I'm a fan of people getting their exercise, but trying to outrun a train just won't do you any favors. (Didn't we discuss how you shouldn't be in the pit all of two weeks ago?!)
A heads up to those who normally take the Hancock Street Bridge in Quincy - they're doing some paving work and this is from a release they sent me this week:
On Friday, September 14, 2012, traffic will be moved to the opposite side of the bridge in order to pave the southbound side. Two lanes of traffic will be maintained at all times. During the final phase of the paving work, the ramp to Sagamore Street will close temporarily and traffic will be directed to follow Kendall Street detour.
Busing will be in place between JFK/UMass and North Quincy from the start of service Saturday until the end of service Sunday on the Red Line. Buses will make all stops. Track work on the Braintree span is the reason given by the MBTA for the cessation of rail service... they'll be doing this again for a few more weekends this fall.
You guessed it... Quincy Center garage is still closed due to structural concerns. Still no ETA on reopening. Consider the Quincy Adams, Braintree and North Quincy stations as alternates.
Orange Line busing is still in place between Oak Grove and Sullivan Square. You'll find that happening each Sunday through Thursday night until December 28. Diversions start up at 9:00 each evening and last until the end of service that night. The shuttle buses will make all stops. The T says the diversion is necessary as track, signal, and power work are all being done in that stretch to continue the Assembly Square Project.
You'll find slowdowns here... (outside-of-Boston edition)
Neponset River Bridge, Quincy: ongoing paving and expansion joint work closes lanes and has been causing heavier-than-usual delays during rush hour. Seek alternate.

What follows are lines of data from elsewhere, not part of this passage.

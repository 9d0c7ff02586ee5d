//! Application configuration loaded from environment variables.

use thiserror::Error;

/// Default TCP port when `PORT` is not set.
pub const DEFAULT_PORT: u16 = 3000;

#[derive(Debug, Error)]
pub enum ConfigError {
    /// `PORT` was set but is not a valid TCP port number.
    #[error("invalid PORT value {value:?}: {source}")]
    InvalidPort {
        value: String,
        source: std::num::ParseIntError,
    },
}

/// Application configuration loaded from environment variables.
#[derive(Debug, Clone)]
pub struct Config {
    /// TCP port to listen on.
    pub port: u16,
}

impl Config {
    /// Read configuration from the process environment.
    ///
    /// An unset `PORT` falls back to [`DEFAULT_PORT`]; a set but unparseable
    /// value is a startup error rather than a silent default.
    pub fn from_env() -> Result<Self, ConfigError> {
        let port = parse_port(std::env::var("PORT").ok())?;
        Ok(Self { port })
    }
}

fn parse_port(raw: Option<String>) -> Result<u16, ConfigError> {
    match raw {
        Some(value) => value
            .parse()
            .map_err(|source| ConfigError::InvalidPort { value, source }),
        None => Ok(DEFAULT_PORT),
    }
}

#[cfg(test)]
mod tests {
    use super::*;

    #[test]
    fn unset_port_uses_default() {
        assert_eq!(parse_port(None).unwrap(), DEFAULT_PORT);
    }

    #[test]
    fn valid_port_is_parsed() {
        assert_eq!(parse_port(Some("4000".to_string())).unwrap(), 4000);
    }

    #[test]
    fn non_numeric_port_is_rejected() {
        let err = parse_port(Some("not-a-port".to_string())).unwrap_err();
        assert!(err.to_string().contains("not-a-port"));
    }

    #[test]
    fn out_of_range_port_is_rejected() {
        assert!(parse_port(Some("70000".to_string())).is_err());
    }
}
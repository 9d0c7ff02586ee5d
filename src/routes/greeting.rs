use crate::dto::GreetingResponse;
use axum::Json;
use chrono::{SecondsFormat, Utc};

/// GET /
/// Response: 200 OK with JSON { message, timestamp, version }
///
/// The timestamp is taken from the wall clock at request time, ISO-8601 with
/// millisecond precision and the UTC `Z` designator.
pub async fn greeting() -> Json<GreetingResponse> {
    Json(GreetingResponse {
        message: "Hello from Node.js Application!",
        timestamp: Utc::now().to_rfc3339_opts(SecondsFormat::Millis, true),
        version: env!("CARGO_PKG_VERSION"),
    })
}
use crate::errors::ApiError;
use axum::{Router, routing::get};
use tower_http::cors::{Any, CorsLayer};
use tower_http::trace::TraceLayer;

pub mod greeting;
pub mod health;

/// Build the application router with all routes and middleware.
pub fn router() -> Router {
    // Configure CORS
    let cors = CorsLayer::new()
        .allow_origin(Any)
        .allow_methods(Any)
        .allow_headers(Any);

    Router::new()
        .route("/", get(greeting::greeting))
        .route("/health", get(health::health_check))
        .route("/ready", get(health::readiness_check))
        .fallback(not_found)
        .method_not_allowed_fallback(not_found)
        .layer(TraceLayer::new_for_http())
        .layer(cors)
}

/// Any unmatched path or method.
async fn not_found() -> ApiError {
    ApiError::NotFound
}
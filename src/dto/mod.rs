mod responses;

pub use responses::{GreetingResponse, StatusResponse};
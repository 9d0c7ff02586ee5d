use axum::{
    Json,
    http::StatusCode,
    response::{IntoResponse, Response},
};

#[derive(Debug)]
pub enum ApiError {
    NotFound,
}

/// Convert our custom errors to HTTP responses
///
/// `IntoResponse` trait: Axum calls this to convert errors to responses
/// This is how we control what users see when errors occur
impl IntoResponse for ApiError {
    fn into_response(self) -> Response {
        let (status, message) = match self {
            ApiError::NotFound => (StatusCode::NOT_FOUND, "Not Found"),
        };

        (
            status,
            Json(serde_json::json!({
              "error": message
            })),
        )
            .into_response()
    }
}
// ============================================================================
// MINIMAL HTTP SERVICE - HEALTH, READINESS, AND GREETING ENDPOINTS
// ============================================================================

// - Liveness and readiness probes for orchestrators
// - Greeting endpoint with request-time timestamp
// - CORS configuration
// - Structured logging
// - Fail-fast startup on bad PORT or bind failure

mod config;
mod dto;
mod errors;
mod routes;

use config::Config;
use std::process::ExitCode;
use tracing::{error, info};

#[tokio::main]
async fn main() -> ExitCode {
    // Initialize logging
    tracing_subscriber::fmt()
        .with_target(false)
        .compact()
        .init();

    dotenvy::dotenv().ok();

    let config = match Config::from_env() {
        Ok(config) => config,
        Err(e) => {
            error!("Startup failed: {}", e);
            return ExitCode::FAILURE;
        }
    };

    // Build the router
    let app = routes::router();

    // Start server
    let addr = format!("0.0.0.0:{}", config.port);
    let listener = match tokio::net::TcpListener::bind(&addr).await {
        Ok(listener) => listener,
        Err(e) => {
            error!("Failed to bind {}: {}", addr, e);
            return ExitCode::FAILURE;
        }
    };

    info!("Server running on http://{}", addr);
    info!("API Endpoints:");
    info!("  GET /health - Liveness check");
    info!("  GET /ready  - Readiness check");
    info!("  GET /       - Greeting");

    if let Err(e) = axum::serve(listener, app).await {
        error!("Server error: {}", e);
        return ExitCode::FAILURE;
    }

    ExitCode::SUCCESS
}
//! Application state for the Sales Floor Engine API.
//!
//! This module defines the shared application state that is available
//! to all request handlers.

use std::sync::Arc;

use crate::config::ConfigLoader;

/// Shared application state.
///
/// Contains resources that are shared across all request handlers,
/// such as the loaded engine configuration and form defaults.
#[derive(Clone)]
pub struct AppState {
    /// The loaded engine configuration.
    config: Arc<ConfigLoader>,
}

impl AppState {
    /// Creates a new application state with the given configuration loader.
    pub fn new(config: ConfigLoader) -> Self {
        Self {
            config: Arc::new(config),
        }
    }

    /// Returns a reference to the configuration loader.
    pub fn config(&self) -> &ConfigLoader {
        &self.config
    }
}

#[cfg(test)]
mod tests {
    use super::*;

    #[test]
    fn test_app_state_is_clone() {
        // Verify AppState can be cloned (required for axum state)
        fn assert_clone<T: Clone>() {}
        assert_clone::<AppState>();
    }
}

Route 3 southbound from the Braintree Split past the Burgin Parkway (Exit 19), Quincy: watch for lane shifts and ongoing paving work through most weekday middays and overnights. Expect heavy delays.
Route 128 in both directions, between Route 109 (Exit 16) and Route 135 (Exit 17), Dedham: ongoing road widening project blocks the left lane through most weekday middays and overnights. Expect significant delays and possible blockages of the active breakdown lane.
Route 128 in both directions, between Route 38, Woburn (Exit 35) and Route 3, Burlington (Exits 32 A/B): left lane is closed for ongoing median work. Lane restrictions are in place. Expect heavy delays.
Route 1 Northbound between Main Street and Noah's Motors, Saugus: right lanes are closed weekday nights between 10:00 p.m. and 8:00 a.m. for water main installation.
North Harvard Street over the Larz Anderson Bridge: Continual lane closures are in effect in both directions for bridge reconstruction work. No left turn onto Memorial Drive from JFK Street.
Tobin Bridge in both directions: Watch for continual lane closures as DOT crews continue to paint the bridge. These will be in effect until November.